肝萎縮症(読み)かんいしゅくしょう

日本大百科全書(ニッポニカ) 「肝萎縮症」の意味・わかりやすい解説

肝萎縮症
かんいしゅくしょう

肝組織が急激に広範な壊死(えし)に陥り崩壊する結果、正常肝と比べて高度萎縮した肝臓の状態をさす。臨床症状は激烈を極め、高度の黄疸(おうだん)、肝性昏睡(こんすい)に陥り、発症後数日から数週のうちに死の転帰をとる。この場合の肝臓は病理学的に急性または亜急性肝萎縮と診断されるものに一致する。黄色または赤色肝萎縮ともよばれる。肝臓の表面にはしわが寄り、成人健常男性で1200~1400グラム、女性で1100~1300グラムある肝重量が、それぞれ800グラムと600グラム、あるいはそれ以下に減少する。色は健常時の暗赤褐色から汚い赤黄色となり、黄色肝萎縮とよばれるわけであるが、これは脂肪変化が強く、胆汁うっ滞も高度な肝細胞による色調の変化である。赤色肝萎縮はさらに肝細胞が強く崩壊したときの状態で、肝細胞が消失する結果、赤血球の色が強く出て赤色を呈し、脾臓(ひぞう)の割面によく似た像を示す。肝炎ウイルスや薬物(ハロセンテトラサイクリンなど)のほか、毒キノコ、四塩化炭素や黄リンなどの薬物中毒などでおこる。なお動物実験では、含硫アミノ酸の欠乏など栄養障害でも肝萎縮がおこることが知られている。

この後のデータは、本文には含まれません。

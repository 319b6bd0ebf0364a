//! JSON-lines encoding of protocol messages for out-of-process workers.

use serde::Serialize;
use serde::de::DeserializeOwned;
use serde_json::Value;

use crate::types::{MainMessage, WorkerMessage};

#[derive(Debug, thiserror::Error)]
pub enum ProtocolError {
    #[error("Malformed message: {0}")]
    Malformed(#[from] serde_json::Error),

    #[error("Message has no type tag")]
    MissingTag,

    #[error("Unknown message type: {0}")]
    UnknownTag(String),
}

/// A message that can cross the worker/controller boundary
pub trait Message: Serialize + DeserializeOwned {
    /// All `type` tags this message family accepts
    const TAGS: &'static [&'static str];
}

impl Message for WorkerMessage {
    const TAGS: &'static [&'static str] = &[
        "dict-prog",
        "dict-upd",
        "worker-status",
        "search-prog",
        "results",
        "rand-line",
    ];
}

impl Message for MainMessage {
    const TAGS: &'static [&'static str] = &["status-req", "search", "get-rand"];
}

pub fn encode<M: Message>(msg: &M) -> Result<String, ProtocolError> {
    Ok(serde_json::to_string(msg)?)
}

/// Decode one message. An unrecognized tag is reported as such rather than
/// as a generic parse failure.
pub fn decode<M: Message>(text: &str) -> Result<M, ProtocolError> {
    let value: Value = serde_json::from_str(text)?;
    let tag = value
        .get("type")
        .and_then(Value::as_str)
        .ok_or(ProtocolError::MissingTag)?;

    if !M::TAGS.contains(&tag) {
        return Err(ProtocolError::UnknownTag(tag.to_string()));
    }

    Ok(serde_json::from_value(value)?)
}
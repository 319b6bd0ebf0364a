use std::io::Write;
use std::time::Duration;

use bytes::Bytes;
use deen_core::progress::{ProgressThrottle, percent};
use flate2::write::GzDecoder;
use futures_util::StreamExt;

use crate::error::LoadError;
use crate::fetch::Response;

const INITIAL_REPORT: Duration = Duration::from_millis(500);
const REPORT_INTERVAL: Duration = Duration::from_millis(100);

pub type ProgressFn<'a> = &'a (dyn Fn(f64) + Send + Sync);

/// A decompressed body together with the compressed bytes it came from
pub struct Decoded {
    pub text: String,
    pub raw: Bytes,
}

/// Decompress a gzip body into UTF-8 text as the chunks arrive.
///
/// With a progress callback and a known content length, reports start at 0%
/// and end at 100%, with throttled reports of the compressed bytes seen in
/// between.
pub async fn gunzip_utf8(
    response: Response,
    on_progress: Option<ProgressFn<'_>>,
) -> Result<Decoded, LoadError> {
    let Response {
        content_length,
        mut body,
    } = response;
    let progress = on_progress.zip(content_length);

    let mut decoder = GzDecoder::new(Vec::new());
    let mut raw = Vec::with_capacity(content_length.unwrap_or(0) as usize);
    let mut throttle = ProgressThrottle::new(INITIAL_REPORT, REPORT_INTERVAL);

    if let Some((report, _)) = progress {
        report(0.0);
    }

    while let Some(chunk) = body.next().await {
        let chunk = chunk?;
        decoder.write_all(&chunk).map_err(LoadError::Decompress)?;
        raw.extend_from_slice(&chunk);

        if let Some((report, total)) = progress {
            let done = percent(raw.len() as u64, total).min(100.0);
            if let Some(p) = throttle.poll(done) {
                report(p);
            }
        }
    }

    let text = decoder.finish().map_err(LoadError::Decompress)?;

    if let Some((report, total)) = progress {
        report(100.0);
        if raw.len() as u64 != total {
            tracing::warn!(
                "Expected {} bytes but received {}, progress was inaccurate",
                total,
                raw.len()
            );
        }
    }

    let text = String::from_utf8(text)?;
    tracing::debug!(
        "Decompressed {} bytes into {} bytes of text",
        raw.len(),
        text.len()
    );
    Ok(Decoded {
        text,
        raw: Bytes::from(raw),
    })
}
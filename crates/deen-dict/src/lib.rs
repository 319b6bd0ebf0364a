pub mod error;
pub mod fetch;
pub mod gunzip;
pub mod parse;
pub mod pipeline;
pub mod store;
pub mod version;

#[cfg(test)]
mod testutil;

pub use error::{FetchError, LoadError, StoreError};
pub use fetch::{HttpSource, RemoteSource, Response};
pub use pipeline::{DictLoader, LoadCallback, LoadEvent, Loaded, RefreshOutcome};
pub use store::{Cache, CacheStorage, FsCacheStorage, MemoryCacheStorage};
use serde::{Deserialize, Serialize};

fn default_status_retries() -> u32 {
    10
}

fn default_status_backoff_ms() -> u64 {
    500
}

fn default_search_timeout_ms() -> u64 {
    20_000
}

/// Controller side timing of the worker protocol
#[derive(Debug, Serialize, Deserialize, Clone)]
#[serde(default)]
pub struct ProtocolConfig {
    /// How often a status request is sent before giving up on the worker
    #[serde(default = "default_status_retries")]
    pub status_retries: u32,
    #[serde(default = "default_status_backoff_ms")]
    pub status_backoff_ms: u64,
    /// Applies to both search and random-entry requests
    #[serde(default = "default_search_timeout_ms")]
    pub search_timeout_ms: u64,
}

impl Default for ProtocolConfig {
    fn default() -> Self {
        Self {
            status_retries: default_status_retries(),
            status_backoff_ms: default_status_backoff_ms(),
            search_timeout_ms: default_search_timeout_ms(),
        }
    }
}
use std::sync::Arc;

use deen_config::Config;
use tokio::sync::RwLock;

pub struct AppState {
    pub config: Arc<RwLock<Config>>,
}

impl AppState {
    pub fn new(config: Config) -> Self {
        Self {
            config: Arc::new(RwLock::new(config)),
        }
    }
}

/// Identifies this build and platform in persistent error messages
pub fn env_id() -> String {
    format!(
        "deen {} ({}-{})",
        env!("CARGO_PKG_VERSION"),
        std::env::consts::OS,
        std::env::consts::ARCH
    )
}
use serde::{Deserialize, Serialize};

/// Top-level state of the worker context
#[derive(Debug, Clone, Copy, PartialEq, Eq, Serialize, Deserialize)]
pub enum WorkerState {
    LoadingDict,
    Ready,
    Error,
}

/// Top-level state of the controller context
#[derive(Debug, Clone, Copy, PartialEq, Eq)]
pub enum MainState {
    Init,
    AwaitingDict,
    Ready,
    Searching,
    Error,
}

/// Size information about the loaded dictionary
#[derive(Debug, Clone, Copy, Default, PartialEq, Eq, Serialize, Deserialize)]
pub struct DictStats {
    /// Number of dictionary lines
    pub lines: usize,
    /// Sum of sub-entries over all lines
    pub entries: usize,
    /// Count of 1:1 translations, only known if the file's stats comment was consistent
    pub one_to_one: Option<usize>,
}

/// Lifecycle of a background dictionary refresh
#[derive(Debug, Clone, Copy, PartialEq, Eq, Serialize, Deserialize)]
#[serde(rename_all = "lowercase")]
pub enum UpdateStatus {
    Loading,
    Done,
    Error,
}

/// Messages sent from the worker to the controller
#[derive(Debug, Clone, PartialEq, Serialize, Deserialize)]
#[serde(tag = "type")]
pub enum WorkerMessage {
    #[serde(rename = "dict-prog")]
    DictProgress { percent: f64 },
    #[serde(rename = "dict-upd")]
    DictUpdate { status: UpdateStatus, stats: DictStats },
    #[serde(rename = "worker-status")]
    WorkerStatus {
        state: WorkerState,
        stats: DictStats,
        #[serde(default, skip_serializing_if = "Option::is_none")]
        error: Option<String>,
    },
    #[serde(rename = "search-prog")]
    SearchProgress { percent: f64 },
    #[serde(rename = "results")]
    Results {
        query: String,
        pattern: String,
        matches: Vec<String>,
    },
    #[serde(rename = "rand-line")]
    RandomLine { line: String },
}

/// Messages sent from the controller to the worker
#[derive(Debug, Clone, PartialEq, Eq, Serialize, Deserialize)]
#[serde(tag = "type")]
pub enum MainMessage {
    #[serde(rename = "status-req")]
    StatusRequest,
    #[serde(rename = "search")]
    Search { what: String },
    #[serde(rename = "get-rand")]
    GetRandom,
}

/// Notifications from the controller to whatever renders results
#[derive(Debug, Clone, PartialEq)]
pub enum UiEvent {
    /// Controller state changed
    State(MainState),
    /// Dictionary download/decode progress in percent
    DictProgress(f64),
    /// Search scan progress in percent
    SearchProgress(f64),
    /// Informational stats text changed
    Stats {
        stats: DictStats,
        updating: Option<UpdateStatus>,
    },
    ShowResults {
        query: String,
        pattern: String,
        matches: Vec<String>,
        cached: bool,
    },
    ShowRandom(String),
    /// Search term was rejected locally
    Rejected { term: String, reason: String },
    /// Persistent error indicator, stays until restart
    Fatal(String),
    /// The controller stopped, nothing more will follow
    Shutdown,
}

/// Requests from the front end to the controller
#[derive(Debug, Clone, PartialEq, Eq)]
pub enum UiCommand {
    /// Navigate to a search term
    Search(String),
    Random,
    Back,
    Forward,
    /// Ask the worker for a fresh status
    Status,
    Quit,
}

 肝萎縮症という病名は病理形態学的な記述を重視したもので、現在同一疾患の臨床診断名としては劇症肝炎急性肝不全が用いられている。また、病理学的にも肝萎縮の原因となる肝細胞の広範壊死または亜広範壊死のほうが用いられており、どちらかといえば古い用語ということになる。なお、肝萎縮症は、肝細胞の再生能が低く、壊死の進行が速いために肝不全状態で死亡する場合をいい、再生が盛んで偽小葉をつくる肝硬変とは異なる。

[太田康幸・恩地森一]

出典 小学館 日本大百科全書(ニッポニカ)日本大百科全書(ニッポニカ)について 情報 | 凡例

改訂新版 世界大百科事典 「肝萎縮症」の意味・わかりやすい解説

肝萎縮症 (かんいしゅくしょう)
hepatic atrophy

肝臓は成人では1300~1500gあり,体内では最大の臓器である。急性肝炎に引き続き劇症肝炎fulminant hepatitisが発症したとき,および高度に進行した肝硬変では,肝臓は著しく小さくなる(萎縮する)。これを肝萎縮症という。劇症肝炎により死亡した患者の病理解剖を行うと,肝臓は300~800gと萎縮し,その内部は黄色または赤色を呈するため,急性黄色または赤色肝萎縮と呼ばれる。病理組織学的にも,ほとんどの肝細胞が変性壊死に陥っており,肝臓の萎縮は肝細胞の崩壊により生じるものである。医師は,急性肝炎患者に対し,胸部と腹部の打診と触診をくりかえし行うことにより,肝臓の大きさに注意するが,肝臓の急速な縮小と黄疸の増強は劇症肝炎への移行の徴候として重視しているからである。肝硬変における萎縮は,年余の長期にわたり,徐々に生じる肝細胞の脱落と繊維の増生によるものであるが,肝臓の右葉に著しく,左葉はむしろ軽度の肥大を示すことが多い。